Your task
Exact repetition of the data below is required.

Supplied material
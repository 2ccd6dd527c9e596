mod cache;
mod config;
mod engine;
mod filter;
mod forwarder;
mod proto_utils;
mod server;
mod transport;
mod watcher;

use std::path::PathBuf;
use std::sync::Arc;

use anyhow::Context;
use clap::Parser;
use tokio_util::sync::CancellationToken;
use tracing::{info, warn};
use tracing_subscriber::{EnvFilter, fmt, layer::SubscriberExt, util::SubscriberInitExt};

use crate::config::load_config;
use crate::engine::Engine;

#[derive(Parser, Debug)]
#[command(author, version, about = "privdns: filtering DNS resolver forwarding over TLS", long_about = None)]
struct Args {
    /// 配置文件路径（JSON）
    #[arg(short = 'c', long = "config", default_value = "config/privdns.json")]
    config: PathBuf,
    /// 启用调试日志（覆盖配置中的 log_level）
    #[arg(long = "debug", default_value_t = false)]
    debug: bool,
    /// 以 JSON 格式输出日志
    #[arg(long = "json-logs", default_value_t = false)]
    json_logs: bool,
    /// 监听配置文件，热加载黑白名单
    #[arg(long = "watch", default_value_t = false)]
    watch: bool,
}

#[tokio::main]
async fn main() -> anyhow::Result<()> {
    let args = Args::parse();

    // 先加载配置以获得 log_level，日志初始化后再输出配置摘要
    let cfg = load_config(&args.config).context("load initial config")?;
    init_tracing(&cfg.log_level, args.debug, args.json_logs);
    cfg.log_loaded(&args.config);
    info!(version = env!("CARGO_PKG_VERSION"), "starting privdns");

    let shutdown = CancellationToken::new();
    tokio::spawn(wait_for_signal(shutdown.clone()));

    if args.watch {
        let engine = Engine::from_config(&cfg).context("build resolver")?;
        watcher::spawn(args.config.clone(), cfg.clone(), Arc::clone(engine.filter()));
        server::serve(shutdown, &cfg, engine).await
    } else {
        server::start(shutdown, &cfg).await
    }
}

fn init_tracing(level: &str, debug: bool, json: bool) {
    let level = if debug { "debug" } else { level };
    let filter = EnvFilter::try_from_default_env().unwrap_or_else(|_| EnvFilter::new(level));
    let registry = tracing_subscriber::registry().with(filter);
    if json {
        registry
            .with(fmt::layer().json().with_target(false))
            .init();
    } else {
        registry
            .with(fmt::layer().with_target(false).with_ansi(false))
            .init();
    }
}

async fn wait_for_signal(shutdown: CancellationToken) {
    #[cfg(unix)]
    {
        use tokio::signal::unix::{SignalKind, signal};
        match signal(SignalKind::terminate()) {
            Ok(mut term) => {
                tokio::select! {
                    res = tokio::signal::ctrl_c() => log_ctrl_c(res),
                    _ = term.recv() => info!("received SIGTERM"),
                }
            }
            Err(err) => {
                warn!(error = %err, "cannot install SIGTERM handler");
                log_ctrl_c(tokio::signal::ctrl_c().await);
            }
        }
    }
    #[cfg(not(unix))]
    log_ctrl_c(tokio::signal::ctrl_c().await);

    shutdown.cancel();
}

fn log_ctrl_c(res: std::io::Result<()>) {
    match res {
        Ok(()) => info!("received ctrl-c"),
        Err(err) => warn!(error = %err, "ctrl-c handler failed, shutting down"),
    }
}
use std::sync::Arc;
use std::time::{Duration, Instant};

use hickory_proto::op::Message;
use thiserror::Error;
use tracing::{debug, warn};

use crate::config::DnsConfig;
use crate::transport::{
    DotTransport, TlsWireTransport, UpstreamError, UpstreamTransport, default_tls_config,
};

#[derive(Debug, Error)]
pub enum ForwardError {
    #[error("no upstreams configured")]
    NoUpstreams,
    #[error("all upstreams failed after {attempts} attempts, last error: {last}")]
    Exhausted {
        attempts: usize,
        #[source]
        last: UpstreamError,
    },
}

/// 有序上游转发器：先 DoT，后 TLS wire-format / Ordered upstream forwarder.
///
/// Attempts are strictly sequential. The first attempt that yields a reply
/// wins; nothing after it is contacted.
pub struct Forwarder {
    primary: Vec<Arc<dyn UpstreamTransport>>,
    fallback: Vec<Arc<dyn UpstreamTransport>>,
    timeout: Duration,
}

impl Forwarder {
    pub fn new(
        primary: Vec<Arc<dyn UpstreamTransport>>,
        fallback: Vec<Arc<dyn UpstreamTransport>>,
        timeout: Duration,
    ) -> Self {
        Self {
            primary,
            fallback,
            timeout,
        }
    }

    pub fn from_config(cfg: &DnsConfig) -> anyhow::Result<Self> {
        let tls = default_tls_config()?;
        let primary = cfg
            .upstreams
            .iter()
            .map(|u| Arc::new(DotTransport::new(u, Arc::clone(&tls))) as Arc<dyn UpstreamTransport>)
            .collect();
        let fallback = cfg
            .doh_upstreams
            .iter()
            .map(|u| {
                Arc::new(TlsWireTransport::new(u, Arc::clone(&tls))) as Arc<dyn UpstreamTransport>
            })
            .collect();
        Ok(Self::new(primary, fallback, cfg.upstream_timeout()))
    }

    pub async fn forward(&self, query: &Message) -> Result<Message, ForwardError> {
        let mut last_err = None;
        let mut attempts = 0usize;

        for upstream in self.primary.iter().chain(self.fallback.iter()) {
            attempts += 1;
            let start = Instant::now();
            match upstream.exchange(query, self.timeout).await {
                Ok(resp) => {
                    debug!(
                        upstream = %upstream.endpoint(),
                        protocol = upstream.protocol_name(),
                        rcode = ?resp.response_code(),
                        latency_ms = start.elapsed().as_millis() as u64,
                        "upstream answered"
                    );
                    return Ok(resp);
                }
                Err(err) => {
                    warn!(
                        upstream = %upstream.endpoint(),
                        protocol = upstream.protocol_name(),
                        attempt = attempts,
                        error = %err,
                        "upstream attempt failed"
                    );
                    last_err = Some(err);
                }
            }
        }

        match last_err {
            Some(last) => Err(ForwardError::Exhausted { attempts, last }),
            None => Err(ForwardError::NoUpstreams),
        }
    }
}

Expected answer
repository 2ccd6dd527c9e596
mod cache;
mod config;
mod engine;
mod filter;
mod forwarder;
mod proto_utils;
mod server;
mod transport;
mod watcher;

use std::path::PathBuf;
use std::sync::Arc;

use anyhow::Context;
use clap::Parser;
use tokio_util::sync::CancellationToken;
use tracing::{info, warn};
use tracing_subscriber::{EnvFilter, fmt, layer::SubscriberExt, util::SubscriberInitExt};

use crate::config::load_config;
use crate::engine::Engine;

#[derive(Parser, Debug)]
#[command(author, version, about = "privdns: filtering DNS resolver forwarding over TLS", long_about = None)]
struct Args {
    /// 配置文件路径（JSON）
    #[arg(short = 'c', long = "config", default_value = "config/privdns.json")]
    config: PathBuf,
    /// 启用调试日志（覆盖配置中的 log_level）
    #[arg(long = "debug", default_value_t = false)]
    debug: bool,
    /// 以 JSON 格式输出日志
    #[arg(long = "json-logs", default_value_t = false)]
    json_logs: bool,
    /// 监听配置文件，热加载黑白名单
    #[arg(long = "watch", default_value_t = false)]
    watch: bool,
}

#[tokio::main]
async fn main() -> anyhow::Result<()> {
    let args = Args::parse();

    // 先加载配置以获得 log_level，日志初始化后再输出配置摘要
    let cfg = load_config(&args.config).context("load initial config")?;
    init_tracing(&cfg.log_level, args.debug, args.json_logs);
    cfg.log_loaded(&args.config);
    info!(version = env!("CARGO_PKG_VERSION"), "starting privdns");

    let shutdown = CancellationToken::new();
    tokio::spawn(wait_for_signal(shutdown.clone()));

    if args.watch {
        let engine = Engine::from_config(&cfg).context("build resolver")?;
        watcher::spawn(args.config.clone(), cfg.clone(), Arc::clone(engine.filter()));
        server::serve(shutdown, &cfg, engine).await
    } else {
        server::start(shutdown, &cfg).await
    }
}

fn init_tracing(level: &str, debug: bool, json: bool) {
    let level = if debug { "debug" } else { level };
    let filter = EnvFilter::try_from_default_env().unwrap_or_else(|_| EnvFilter::new(level));
    let registry = tracing_subscriber::registry().with(filter);
    if json {
        registry
            .with(fmt::layer().json().with_target(false))
            .init();
    } else {
        registry
            .with(fmt::layer().with_target(false).with_ansi(false))
            .init();
    }
}

async fn wait_for_signal(shutdown: CancellationToken) {
    #[cfg(unix)]
    {
        use tokio::signal::unix::{SignalKind, signal};
        match signal(SignalKind::terminate()) {
            Ok(mut term) => {
                tokio::select! {
                    res = tokio::signal::ctrl_c() => log_ctrl_c(res),
                    _ = term.recv() => info!("received SIGTERM"),
                }
            }
            Err(err) => {
                warn!(error = %err, "cannot install SIGTERM handler");
                log_ctrl_c(tokio::signal::ctrl_c().await);
            }
        }
    }
    #[cfg(not(unix))]
    log_ctrl_c(tokio::signal::ctrl_c().await);

    shutdown.cancel();
}

fn log_ctrl_c(res: std::io::Result<()>) {
    match res {
        Ok(()) => info!("received ctrl-c"),
        Err(err) => warn!(error = %err, "ctrl-c handler failed, shutting down"),
    }
}
use std::sync::Arc;
use std::time::{Duration, Instant};

use hickory_proto::op::Message;
use thiserror::Error;
use tracing::{debug, warn};

use crate::config::DnsConfig;
use crate::transport::{
    DotTransport, TlsWireTransport, UpstreamError, UpstreamTransport, default_tls_config,
};

#[derive(Debug, Error)]
pub enum ForwardError {
    #[error("no upstreams configured")]
    NoUpstreams,
    #[error("all upstreams failed after {attempts} attempts, last error: {last}")]
    Exhausted {
        attempts: usize,
        #[source]
        last: UpstreamError,
    },
}

/// 有序上游转发器：先 DoT，后 TLS wire-format / Ordered upstream forwarder.
///
/// Attempts are strictly sequential. The first attempt that yields a reply
/// wins; nothing after it is contacted.
pub struct Forwarder {
    primary: Vec<Arc<dyn UpstreamTransport>>,
    fallback: Vec<Arc<dyn UpstreamTransport>>,
    timeout: Duration,
}

impl Forwarder {
    pub fn new(
        primary: Vec<Arc<dyn UpstreamTransport>>,
        fallback: Vec<Arc<dyn UpstreamTransport>>,
        timeout: Duration,
    ) -> Self {
        Self {
            primary,
            fallback,
            timeout,
        }
    }

    pub fn from_config(cfg: &DnsConfig) -> anyhow::Result<Self> {
        let tls = default_tls_config()?;
        let primary = cfg
            .upstreams
            .iter()
            .map(|u| Arc::new(DotTransport::new(u, Arc::clone(&tls))) as Arc<dyn UpstreamTransport>)
            .collect();
        let fallback = cfg
            .doh_upstreams
            .iter()
            .map(|u| {
                Arc::new(TlsWireTransport::new(u, Arc::clone(&tls))) as Arc<dyn UpstreamTransport>
            })
            .collect();
        Ok(Self::new(primary, fallback, cfg.upstream_timeout()))
    }

    pub async fn forward(&self, query: &Message) -> Result<Message, ForwardError> {
        let mut last_err = None;
        let mut attempts = 0usize;

        for upstream in self.primary.iter().chain(self.fallback.iter()) {
            attempts += 1;
            let start = Instant::now();
            match upstream.exchange(query, self.timeout).await {
                Ok(resp) => {
                    debug!(
                        upstream = %upstream.endpoint(),
                        protocol = upstream.protocol_name(),
                        rcode = ?resp.response_code(),
                        latency_ms = start.elapsed().as_millis() as u64,
                        "upstream answered"
                    );
                    return Ok(resp);
                }
                Err(err) => {
                    warn!(
                        upstream = %upstream.endpoint(),
                        protocol = upstream.protocol_name(),
                        attempt = attempts,
                        error = %err,
                        "upstream attempt failed"
                    );
                    last_err = Some(err);
                }
            }
        }

        match last_err {
            Some(last) => Err(ForwardError::Exhausted { attempts, last }),
            None => Err(ForwardError::NoUpstreams),
        }
    }
}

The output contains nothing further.